A higher minimum wage eases the challenge for recruiters in health care, another field with a preponderance of low-income workers. Better working conditions, including decent pay, expand the workforce by making jobs worthwhile and stabilize the workforce in an era of rampant job-hopping. 

The Ford government claims that by eliminating income taxes on minimum-wage workers, as a sop for scrapping the $15 minimum wage, workers will benefit by about $800. But the great many low-income workers who earn too little to pay income taxes will receive nothing from that 

benefit. 

Simply staying with the previous government’s further $1 an hour increase in the minimum wage, to $15 an hour by Jan. 1, would yield an additional $1,100 or so a year for a minimum-wage worker, according to the Canadian Centre for Policy Alternatives (CCPA), a progressive think tank. 

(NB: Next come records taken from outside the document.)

//! Work discovery for the scheduler
//!
//! Each source offers at most one ready unit of work per tick. Sources only
//! read the store; a unit stays on offer until the ledger confirms it, so a
//! failed job is naturally retried on a later tick.

use async_trait::async_trait;
use std::collections::HashMap;
use std::sync::Arc;

use super::types::JobType;
use crate::db::schemas::{CursorName, EntityDoc};
use crate::domain::{DomainKind, Entity, KeyStatus, RequestStatus, KEYS_PER_COMMITTEE};
use crate::store::MirrorStore;
use crate::types::Result;

/// A unit of work a source considers ready
#[derive(Debug, Clone, Copy, PartialEq, Eq)]
pub struct Candidate {
    pub job_type: JobType,
    pub unique_id: u64,
}

#[async_trait]
pub trait WorkSource: Send + Sync {
    fn job_type(&self) -> JobType;

    async fn next_ready(&self) -> Result<Option<Candidate>>;
}

/// Actions ingested beyond the confirmation watermark
pub struct PendingRollup {
    store: Arc<dyn MirrorStore>,
    domain: DomainKind,
}

impl PendingRollup {
    pub fn new(store: Arc<dyn MirrorStore>, domain: DomainKind) -> Self {
        Self { store, domain }
    }
}

#[async_trait]
impl WorkSource for PendingRollup {
    fn job_type(&self) -> JobType {
        JobType::rollup_for(self.domain)
    }

    async fn next_ready(&self) -> Result<Option<Candidate>> {
        let first_pending = self
            .store
            .cursor(self.domain, CursorName::Watermark)
            .await?
            .map(|w| w + 1)
            .unwrap_or(0);
        let stored = self.store.count_actions(self.domain).await?;
        Ok((stored > first_pending).then_some(Candidate {
            job_type: self.job_type(),
            unique_id: first_pending,
        }))
    }
}

/// Committee threshold and size by committee id, confirmed committees only
pub(crate) async fn committees(store: &dyn MirrorStore) -> Result<HashMap<u64, (u32, u64)>> {
    Ok(store
        .list_entities(DomainKind::Committee, true)
        .await?
        .into_iter()
        .filter_map(|doc| match doc.confirmed {
            Some(Entity::Committee(c)) => Some((c.committee_id, (c.threshold, c.size()))),
            _ => None,
        })
        .collect())
}

/// Confirmed entity count per level-1 parent
fn count_by<F>(docs: &[EntityDoc], parent: F) -> HashMap<u64, u64>
where
    F: Fn(&Entity) -> Option<u64>,
{
    let mut counts = HashMap::new();
    for id in docs.iter().filter_map(|d| d.confirmed.as_ref().and_then(|e| parent(e))) {
        *counts.entry(id).or_default() += 1;
    }
    counts
}

/// Key whose round contributions arrived from every committee member
pub struct FinalizeRound {
    store: Arc<dyn MirrorStore>,
    round: DomainKind,
}

impl FinalizeRound {
    /// `round` is [`DomainKind::Round1`] or [`DomainKind::Round2`]
    pub fn new(store: Arc<dyn MirrorStore>, round: DomainKind) -> Self {
        Self { store, round }
    }

    fn awaiting(&self) -> KeyStatus {
        match self.round {
            DomainKind::Round2 => KeyStatus::Round2Contribution,
            _ => KeyStatus::Round1Contribution,
        }
    }
}

#[async_trait]
impl WorkSource for FinalizeRound {
    fn job_type(&self) -> JobType {
        match self.round {
            DomainKind::Round2 => JobType::FinalizeRound2,
            _ => JobType::FinalizeRound1,
        }
    }

    async fn next_ready(&self) -> Result<Option<Candidate>> {
        let committees = committees(self.store.as_ref()).await?;
        let contributions = self.store.list_entities(self.round, true).await?;
        let counts = count_by(&contributions, |e| match e {
            Entity::Round1(c) | Entity::Round2(c) => Some(c.key_index),
            _ => None,
        });

        let awaiting = self.awaiting();
        let ready = self
            .store
            .list_entities(DomainKind::Dkg, true)
            .await?
            .into_iter()
            .filter_map(|doc| match doc.confirmed {
                Some(Entity::Key(k)) if k.status == awaiting => Some(k),
                _ => None,
            })
            .filter(|k| {
                let size = committees.get(&k.committee_id).map(|c| c.1);
                size.is_some_and(|n| counts.get(&k.key_index).copied().unwrap_or(0) >= n)
            })
            .map(|k| k.key_index)
            .min();

        Ok(ready.map(|key_index| Candidate {
            job_type: self.job_type(),
            unique_id: key_index,
        }))
    }
}

/// Initialized request with responses from at least a threshold of members
pub struct FinalizeResponse {
    store: Arc<dyn MirrorStore>,
}

impl FinalizeResponse {
    pub fn new(store: Arc<dyn MirrorStore>) -> Self {
        Self { store }
    }
}

#[async_trait]
impl WorkSource for FinalizeResponse {
    fn job_type(&self) -> JobType {
        JobType::FinalizeResponse
    }

    async fn next_ready(&self) -> Result<Option<Candidate>> {
        let committees = committees(self.store.as_ref()).await?;
        let responses = self.store.list_entities(DomainKind::Response, true).await?;
        let counts = count_by(&responses, |e| match e {
            Entity::Response(r) => Some(r.request_id),
            _ => None,
        });

        let ready = self
            .store
            .list_entities(DomainKind::Request, true)
            .await?
            .into_iter()
            .filter_map(|doc| match doc.confirmed {
                Some(Entity::Request(r)) if r.status == RequestStatus::Initialized => Some(r),
                _ => None,
            })
            .filter(|r| {
                let committee_id = r.key_index / KEYS_PER_COMMITTEE;
                let threshold = committees.get(&committee_id).map(|c| c.0 as u64);
                threshold.is_some_and(|t| counts.get(&r.request_id).copied().unwrap_or(0) >= t)
            })
            .map(|r| r.request_id)
            .min();

        Ok(ready.map(|request_id| Candidate {
            job_type: JobType::FinalizeResponse,
            unique_id: request_id,
        }))
    }
}

/// Every source that applies to the enabled domains
pub fn sources_for(
    store: Arc<dyn MirrorStore>,
    domains: &[DomainKind],
) -> Vec<Arc<dyn WorkSource>> {
    let enabled = |d: DomainKind| domains.contains(&d);
    let mut sources: Vec<Arc<dyn WorkSource>> = domains
        .iter()
        .map(|d| Arc::new(PendingRollup::new(store.clone(), *d)) as Arc<dyn WorkSource>)
        .collect();

    for round in [DomainKind::Round1, DomainKind::Round2] {
        if enabled(DomainKind::Committee) && enabled(DomainKind::Dkg) && enabled(round) {
            sources.push(Arc::new(FinalizeRound::new(store.clone(), round)));
        }
    }
    if enabled(DomainKind::Committee) && enabled(DomainKind::Request) && enabled(DomainKind::Response)
    {
        sources.push(Arc::new(FinalizeResponse::new(store)));
    }
    sources
}

#[cfg(test)]
mod tests {
    use super::*;
    use crate::domain::{Committee, Contribution, Key, Request, ResponseShare};
    use crate::store::MemoryStore;

    async fn put(store: &MemoryStore, domain: DomainKind, key: &str, body: Entity) {
        let mut doc = EntityDoc::new(domain, key.to_string(), body.clone(), 0);
        doc.set_confirmed(body, 0);
        store.upsert_entity(doc).await.unwrap();
    }

    async fn put_unconfirmed(store: &MemoryStore, domain: DomainKind, key: &str, body: Entity) {
        let doc = EntityDoc::new(domain, key.to_string(), body, 1);
        store.upsert_entity(doc).await.unwrap();
    }

    async fn committee(store: &MemoryStore, threshold: u32, size: usize) {
        let body = Entity::Committee(Committee {
            committee_id: 0,
            threshold,
            members: (0..size).map(|i| format!("pk{}", i)).collect(),
            ipfs_hash: String::new(),
        });
        put(store, DomainKind::Committee, "0", body).await;
    }

    fn contribution(member_id: u64) -> Entity {
        Entity::Round1(Contribution {
            committee_id: 0,
            key_id: 3,
            key_index: 3,
            member_id,
            data: vec!["x".into()],
        })
    }

    #[tokio::test]
    async fn test_finalize_round_waits_for_every_member() {
        let store = Arc::new(MemoryStore::new());
        committee(&store, 2, 2).await;
        let key = Key {
            committee_id: 0,
            key_id: 3,
            key_index: 3,
            round1_finalized: false,
            round2_finalized: false,
            deprecated: false,
            status: KeyStatus::Round1Contribution,
        };
        put(&store, DomainKind::Dkg, "3", Entity::Key(key)).await;
        put(&store, DomainKind::Round1, "3:0", contribution(0)).await;

        let source = FinalizeRound::new(store.clone(), DomainKind::Round1);
        assert_eq!(source.next_ready().await.unwrap(), None);

        // A contribution the ledger has not confirmed does not count
        put_unconfirmed(&store, DomainKind::Round1, "3:1", contribution(1)).await;
        assert_eq!(source.next_ready().await.unwrap(), None);

        put(&store, DomainKind::Round1, "3:1", contribution(1)).await;
        let ready = source.next_ready().await.unwrap().unwrap();
        assert_eq!(ready.job_type, JobType::FinalizeRound1);
        assert_eq!(ready.unique_id, 3);

        // Round 2 is not ready for a key still collecting round 1
        let round2 = FinalizeRound::new(store, DomainKind::Round2);
        assert_eq!(round2.next_ready().await.unwrap(), None);
    }

    #[tokio::test]
    async fn test_finalize_response_uses_threshold() {
        let store = Arc::new(MemoryStore::new());
        committee(&store, 2, 3).await;
        let request = Request {
            request_id: 9,
            key_index: 1,
            requester: "r".into(),
            deadline: 100,
            result: None,
            aborted: false,
            status: RequestStatus::Initialized,
        };
        put(&store, DomainKind::Request, "9", Entity::Request(request)).await;
        for member_id in 0..2 {
            let share = Entity::Response(ResponseShare {
                request_id: 9,
                member_id,
                data: vec!["d".into()],
            });
            put(&store, DomainKind::Response, &format!("9:{}", member_id), share).await;
        }

        let ready = FinalizeResponse::new(store).next_ready().await.unwrap();
        assert_eq!(ready.map(|c| c.unique_id), Some(9));
    }

    #[tokio::test]
    async fn test_sources_follow_enabled_domains() {
        let store: Arc<dyn MirrorStore> = Arc::new(MemoryStore::new());
        let only_committee = sources_for(store.clone(), &[DomainKind::Committee]);
        assert_eq!(only_committee.len(), 1);
        assert_eq!(only_committee[0].job_type(), JobType::CommitteeRollup);

        let dkg = sources_for(
            store,
            &[DomainKind::Committee, DomainKind::Dkg, DomainKind::Round1],
        );
        assert!(dkg.iter().any(|s| s.job_type() == JobType::FinalizeRound1));
        assert!(!dkg.iter().any(|s| s.job_type() == JobType::FinalizeRound2));
    }
}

CBC News also ran the numbers during the Ontario election campaign. By its calculation, sticking with the $15 minimum – which Alberta will have in place in October – would increase a low-income worker’s after-tax pay by $1,553. The Ford scheme would amount to just $859. 

A $15 minimum wage does not get Canada to the healthiest workforce possible. The CCPA calculates that the “living wage” in Saint John, N.B is $18.18 and hour and in Greater Vancouver is $20.91 an hour. That’s why Alberta describes its $15 an hour minimum wage effective Oct. 1 as “a move toward a living wage for every Albertan.” 

Doug Ford is, of course, a small-business person. There might be eight small-businesspeople in the country who don’t have a visceral dislike of minimum wages. And so, we have a Ford policy driven by ideology and not empirical facts. 

“Ford Nation” is largely populated by low-income folks. On the minimum wage issue, the premier is set to betray that constituency with the gesture politics he is playing with their lives.